Alia highlighted that Ukum, Logo, Katsina-Ala, Kwande, Guma, and Gwer-West of the state’s 23 LGAs are also now on the red line.

“They grab the land, they chase the people out, and they stay in the land. That’s what’s going on because there are some local governments here, and these people have occupied in the last 15 years.

“These occupied areas serve as bases for repeated attacks. Those are the areas you hear of, constant attacks, because they hit and then they go back into the local government hinterlands.

“The attackers also target food security, with herders in their group destroying stored crops. They would now open the barns, destroy the food, cut the yams and whatever. They cut the guinea corn and maize and throw them to the cows to eat,” Alia explained.

Governor backs community policing

Alia said the attackers swarm the communities on bikes, stressing the need to empower the people to defend themselves.

“The terrorists come not just in their 50s but in hundreds, one, two and three hundred, on motorbikes, one motorbike carrying three or four people.

“That’s a lot of terrorists just cruising in.

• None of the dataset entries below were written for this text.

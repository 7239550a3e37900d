use std::error::Error;
use std::io::{self, Write};

use note_eval::cli::{self, CliError, NotevalArgs};
use ortho_config::OrthoConfig;
use tracing::error;
use tracing_subscriber::EnvFilter;

fn main() {
    init_tracing();

    let args = match NotevalArgs::load() {
        Ok(args) => args,
        Err(err) => {
            error!(error = %err, "invalid configuration");
            std::process::exit(2);
        }
    };

    let mut stdout = io::stdout().lock();
    let outcome = cli::run(&args, &mut stdout).and_then(|()| stdout.flush().map_err(CliError::from));
    if let Err(err) = outcome {
        error!(error = %err, "evaluation failed");
        let mut cause = err.source();
        while let Some(inner) = cause {
            error!(cause = %inner, "caused by");
            cause = inner.source();
        }
        std::process::exit(if err.is_configuration() { 2 } else { 1 });
    }
}

fn init_tracing() {
    let env_filter = EnvFilter::try_from_default_env().unwrap_or_else(|_| EnvFilter::new("info"));

    tracing_subscriber::fmt()
        .with_env_filter(env_filter)
        .with_target(false)
        .with_writer(io::stderr)
        .init();
}
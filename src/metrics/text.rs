//! Tokenisation shared by the lexical and n-gram scorers.
//!
//! Two variants exist. [`tokenize`] lower-cases and splits on runs of
//! whitespace, keeping punctuation attached to words and keeping the empty
//! edge tokens produced by leading or trailing whitespace. [`normalize_tokens`]
//! additionally strips everything that is not a lowercase ASCII letter, a
//! digit, or whitespace so punctuation cannot break n-gram matches.

use regex::Regex;
use std::sync::LazyLock;

static WHITESPACE_RUN: LazyLock<Regex> = LazyLock::new(|| {
    #[expect(clippy::expect_used, reason = "static pattern is valid")]
    Regex::new(r"\s+").expect("valid whitespace regex")
});

static NON_ALPHANUMERIC: LazyLock<Regex> = LazyLock::new(|| {
    #[expect(clippy::expect_used, reason = "static pattern is valid")]
    Regex::new(r"[^a-z0-9\s]").expect("valid character class regex")
});

/// Split text into lowercase tokens on runs of whitespace.
///
/// Empty input yields a single empty token, and leading or trailing
/// whitespace yields an empty token at that edge.
///
/// # Examples
///
/// ```
/// use note_eval::metrics::text::tokenize;
///
/// assert_eq!(tokenize("Patient  reports, Headache"), vec!["patient", "reports,", "headache"]);
/// assert_eq!(tokenize(""), vec![""]);
/// ```
#[must_use]
pub fn tokenize(input: &str) -> Vec<String> {
    let lower = input.to_lowercase();
    WHITESPACE_RUN.split(&lower).map(str::to_owned).collect()
}

/// Split text into lowercase alphanumeric tokens.
///
/// Characters other than `a-z`, `0-9` and whitespace are removed before
/// splitting. Returns an empty vector when nothing survives.
///
/// # Examples
///
/// ```
/// use note_eval::metrics::text::normalize_tokens;
///
/// assert_eq!(normalize_tokens("BP: 120/80, stable."), vec!["bp", "12080", "stable"]);
/// assert!(normalize_tokens(" ... ").is_empty());
/// ```
#[must_use]
pub fn normalize_tokens(input: &str) -> Vec<String> {
    let lower = input.to_lowercase();
    NON_ALPHANUMERIC
        .replace_all(&lower, "")
        .split_whitespace()
        .map(str::to_owned)
        .collect()
}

Armed with sophisticated weapons, they outmatch local defences, including the Benue State Civil Protection Guards, who lack heavy weaponry.

“The civil protection guards are also around, but they don’t carry heavy gadgets. The law does not permit them to do this.”

Alia advocated community policing to counter the threat, citing the overstretched state of security agencies.

“The uniform people alone are overstretched. The locals are telling us, we want to go and protect our turf,” he said, supporting calls for self-defence but cautioning against vigilantism.

The governor urged the Federal Government to establish special security operational bases at the borders and equip the locals.

He said that the state has, on its part, provided 100 vehicles and 600 motorbikes for security agencies, but stressed the need for more federal support, including collaboration with the NSA.